During our recruitment, we randomized patients to either the control or intervention group, meaning that providers were able to have patients in both groups. This creates a risk for a contamination effect, as providers were able to use elements from the intervention with patients in the control group. One way to address this would have been to randomize at the clinician or clinic level to avoid providers having participants in each group. Doing so would potentially have made it more difficult to recruit participants unless they could have been to assign patients to a waitlist. However, this was not possible in this trial.

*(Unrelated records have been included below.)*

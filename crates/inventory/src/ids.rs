use serde::{Deserialize, Serialize};

use stockledger_core::AggregateId;

macro_rules! aggregate_newtype {
    ($(#[$meta:meta])* $t:ident) => {
        $(#[$meta])*
        #[derive(Debug, Copy, Clone, PartialEq, Eq, Hash, PartialOrd, Ord, Serialize, Deserialize)]
        #[serde(transparent)]
        pub struct $t(pub AggregateId);

        impl $t {
            pub fn new(id: AggregateId) -> Self {
                Self(id)
            }
        }

        impl core::fmt::Display for $t {
            fn fmt(&self, f: &mut core::fmt::Formatter<'_>) -> core::fmt::Result {
                core::fmt::Display::fmt(&self.0, f)
            }
        }
    };
}

aggregate_newtype!(
    /// Product identifier (owned by the catalogue subsystem).
    ProductId
);
aggregate_newtype!(
    /// Warehouse identifier.
    WarehouseId
);
aggregate_newtype!(
    /// Stock record identifier; movements reference it as a foreign key.
    StockRecordId
);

This recruitment process may challenge the generalizability of the study. The vast majority of participants were recruited by providers to inform patients about the study. Although providers were strongly encouraged to ask all of their patients about the research project, providers were able to, on their own, select which patients to inform about the study. Providers may have been more prone to ask patients they assume would use a smartphone app or patients whom the provider believed were able to participate in such a trial. This recruitment process may have affected the distribution of the study participants’ characteristics, such as gender, diagnosis, or use of antipsychotic medication. For example, the level of functioning of the included participants was significantly higher in our sample than in a sample from a previous OPUS project [34]. Furthermore, this selection by the provider may show a lack of SDM between the patient and provider in which the provider decides whether to inform the patient about the research project, thereby not giving the patient a say when making the decision about participating in the study.

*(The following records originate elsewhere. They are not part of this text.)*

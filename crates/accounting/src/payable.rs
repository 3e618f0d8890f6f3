use chrono::{DateTime, Duration, NaiveDate, Utc};
use serde::{Deserialize, Serialize};

use stockledger_core::{Aggregate, AggregateId, AggregateRoot, DomainError};
use stockledger_events::Event;
use stockledger_purchasing::{PurchaseDocument, PurchaseId};

/// Payable identifier.
#[derive(Debug, Copy, Clone, PartialEq, Eq, Hash, PartialOrd, Ord, Serialize, Deserialize)]
#[serde(transparent)]
pub struct PayableId(pub AggregateId);

impl PayableId {
    pub fn new(id: AggregateId) -> Self {
        Self(id)
    }
}

impl core::fmt::Display for PayableId {
    fn fmt(&self, f: &mut core::fmt::Formatter<'_>) -> core::fmt::Result {
        core::fmt::Display::fmt(&self.0, f)
    }
}

#[derive(Debug, Clone, Copy, PartialEq, Eq, Hash, Serialize, Deserialize)]
#[serde(rename_all = "lowercase")]
pub enum PayableStatus {
    Pending,
    Partial,
    Paid,
    Cancelled,
}

impl PayableStatus {
    pub fn as_str(self) -> &'static str {
        match self {
            PayableStatus::Pending => "pending",
            PayableStatus::Partial => "partial",
            PayableStatus::Paid => "paid",
            PayableStatus::Cancelled => "cancelled",
        }
    }

    pub fn parse(s: &str) -> Result<Self, DomainError> {
        match s {
            "pending" => Ok(PayableStatus::Pending),
            "partial" => Ok(PayableStatus::Partial),
            "paid" => Ok(PayableStatus::Paid),
            "cancelled" => Ok(PayableStatus::Cancelled),
            other => Err(DomainError::validation(format!(
                "unknown payable status: {other}"
            ))),
        }
    }

    pub fn is_open(self) -> bool {
        matches!(self, PayableStatus::Pending | PayableStatus::Partial)
    }
}

/// Supplier payment terms.
#[derive(Debug, Clone, Copy, PartialEq, Eq, Serialize, Deserialize)]
pub struct PaymentTerms {
    pub due_in_days: i64,
}

impl Default for PaymentTerms {
    fn default() -> Self {
        Self { due_in_days: 30 }
    }
}

impl PaymentTerms {
    pub fn due_date(&self, document_date: NaiveDate) -> NaiveDate {
        document_date + Duration::days(self.due_in_days)
    }
}

/// Aggregate root: one accounts-payable obligation, at most one per purchase.
///
/// Amounts are in the smallest currency unit.
#[derive(Debug, Clone, PartialEq, Eq, Serialize, Deserialize)]
pub struct Payable {
    id: PayableId,
    purchase_id: PurchaseId,
    original_amount: i64,
    remaining_balance: i64,
    due_date: NaiveDate,
    status: PayableStatus,
    created_at: DateTime<Utc>,
    version: u64,
}

impl Payable {
    /// Obligation for a received credit purchase: the full document total,
    /// due `terms.due_in_days` after the document date.
    pub fn for_credit_purchase(
        id: PayableId,
        document: &PurchaseDocument,
        terms: PaymentTerms,
        at: DateTime<Utc>,
    ) -> Result<Self, DomainError> {
        if !document.is_credit() {
            return Err(DomainError::validation(format!(
                "purchase {} is not a credit purchase",
                document.number
            )));
        }
        if document.total < 0 {
            return Err(DomainError::validation("payable amount cannot be negative"));
        }

        Ok(Self {
            id,
            purchase_id: document.id,
            original_amount: document.total,
            remaining_balance: document.total,
            due_date: terms.due_date(document.date),
            status: PayableStatus::Pending,
            created_at: at,
            version: 0,
        })
    }

    #[allow(clippy::too_many_arguments)]
    pub fn restore(
        id: PayableId,
        purchase_id: PurchaseId,
        original_amount: i64,
        remaining_balance: i64,
        due_date: NaiveDate,
        status: PayableStatus,
        created_at: DateTime<Utc>,
        version: u64,
    ) -> Self {
        Self {
            id,
            purchase_id,
            original_amount,
            remaining_balance,
            due_date,
            status,
            created_at,
            version,
        }
    }

    pub fn payable_id(&self) -> PayableId {
        self.id
    }

    pub fn purchase_id(&self) -> PurchaseId {
        self.purchase_id
    }

    pub fn original_amount(&self) -> i64 {
        self.original_amount
    }

    pub fn remaining_balance(&self) -> i64 {
        self.remaining_balance
    }

    pub fn due_date(&self) -> NaiveDate {
        self.due_date
    }

    pub fn status(&self) -> PayableStatus {
        self.status
    }

    pub fn created_at(&self) -> DateTime<Utc> {
        self.created_at
    }

    pub fn is_overdue(&self, today: NaiveDate) -> bool {
        self.status.is_open() && self.due_date < today
    }
}

impl AggregateRoot for Payable {
    type Id = PayableId;

    fn id(&self) -> &Self::Id {
        &self.id
    }

    fn version(&self) -> u64 {
        self.version
    }
}

#[derive(Debug, Clone, PartialEq, Eq, Serialize, Deserialize)]
pub enum PayableCommand {
    ApplyPayment {
        amount: i64,
        occurred_at: DateTime<Utc>,
    },
    Cancel {
        occurred_at: DateTime<Utc>,
    },
}

#[derive(Debug, Clone, PartialEq, Eq, Serialize, Deserialize)]
pub enum PayableEvent {
    PaymentApplied {
        amount: i64,
        remaining_balance: i64,
        occurred_at: DateTime<Utc>,
    },
    Cancelled {
        occurred_at: DateTime<Utc>,
    },
}

impl Event for PayableEvent {
    fn event_type(&self) -> &'static str {
        match self {
            PayableEvent::PaymentApplied { .. } => "accounting.payable.payment_applied",
            PayableEvent::Cancelled { .. } => "accounting.payable.cancelled",
        }
    }

    fn version(&self) -> u32 {
        1
    }

    fn occurred_at(&self) -> DateTime<Utc> {
        match self {
            PayableEvent::PaymentApplied { occurred_at, .. }
            | PayableEvent::Cancelled { occurred_at } => *occurred_at,
        }
    }
}

impl Aggregate for Payable {
    type Command = PayableCommand;
    type Event = PayableEvent;
    type Error = DomainError;

    fn apply(&mut self, event: &Self::Event) {
        match event {
            PayableEvent::PaymentApplied {
                remaining_balance, ..
            } => {
                self.remaining_balance = *remaining_balance;
                self.status = if *remaining_balance == 0 {
                    PayableStatus::Paid
                } else {
                    PayableStatus::Partial
                };
            }
            PayableEvent::Cancelled { .. } => {
                self.status = PayableStatus::Cancelled;
            }
        }
        self.version += 1;
    }

    fn handle(&self, command: &Self::Command) -> Result<Vec<Self::Event>, Self::Error> {
        match command {
            PayableCommand::ApplyPayment {
                amount,
                occurred_at,
            } => {
                if !self.status.is_open() {
                    return Err(DomainError::invariant(format!(
                        "payable {} is {} and accepts no payments",
                        self.id,
                        self.status.as_str()
                    )));
                }
                if *amount <= 0 {
                    return Err(DomainError::validation("payment amount must be positive"));
                }
                if *amount > self.remaining_balance {
                    return Err(DomainError::validation(format!(
                        "payment of {amount} exceeds remaining balance {}",
                        self.remaining_balance
                    )));
                }
                Ok(vec![PayableEvent::PaymentApplied {
                    amount: *amount,
                    remaining_balance: self.remaining_balance - amount,
                    occurred_at: *occurred_at,
                }])
            }
            PayableCommand::Cancel { occurred_at } => {
                if self.status != PayableStatus::Pending {
                    return Err(DomainError::invariant(
                        "only payables without payments can be cancelled",
                    ));
                }
                Ok(vec![PayableEvent::Cancelled {
                    occurred_at: *occurred_at,
                }])
            }
        }
    }
}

During the trial, researchers routinely made providers aware of the project by being physically present at the clinic. However, the COVID-19 pandemic added another challenge, in which it was not possible to be as present at the clinic as usual. However, with the pandemic, health care and many other areas saw an increased use of digital systems and how quickly we can adopt these systems into practice. eHealth provides an approach to care when in-person services are troublesome [33]. Moving forward, stakeholders and practitioners are encouraged to adopt e–mental health care tools to offer a more blended care plan [35].

Although the level of lost-to-follow-up on our primary outcome was low (<10%), we observed that the intervention group had a higher number at the postintervention time point than the control group, which may have biased our results. In addition, the higher number of participants lost to follow-up in the intervention group may be caused by boredom or dissatisfaction with the tool. However, disengagement can also be interpreted as a potentially harmful outcome of using a digital SDM tool. However, the absolute numbers of lost-to-follow-up were relatively low, and the reasons in the intervention group were mostly due to ending OPUS treatment prematurely. Another potential bias in the trial was the fact that a majority of outcomes (including the primary outcome) were self-reported, and as participants were not blinded, this could introduce a bias by overestimating the true effect size.

Conclusions

The Momentum Trial had a significant beneficial effect on the primary outcome, patient activation, at the postintervention time point (mean difference was 4.39 point favoring the intervention group with 95% CI 0.99-7.79; Cohen d=0.33; P=.01). The effect size was smaller than the 0.42 effect size that we had anticipated and sampled for. The intervention was also effective in improving secondary outcomes: confidence in communicating with one’s provider and feeling prepared when making treatment decisions. Despite our hypothesis, the Momentum Trial had no effect on hope, treatment satisfaction, working alliance, or clinical outcomes.

The Momentum Trial strengthens the existing evidence by demonstrating that digital SDM interventions can be effective in supporting patients to feel active and engaged in their treatment. This intervention had important limitations that should be considered in future trials.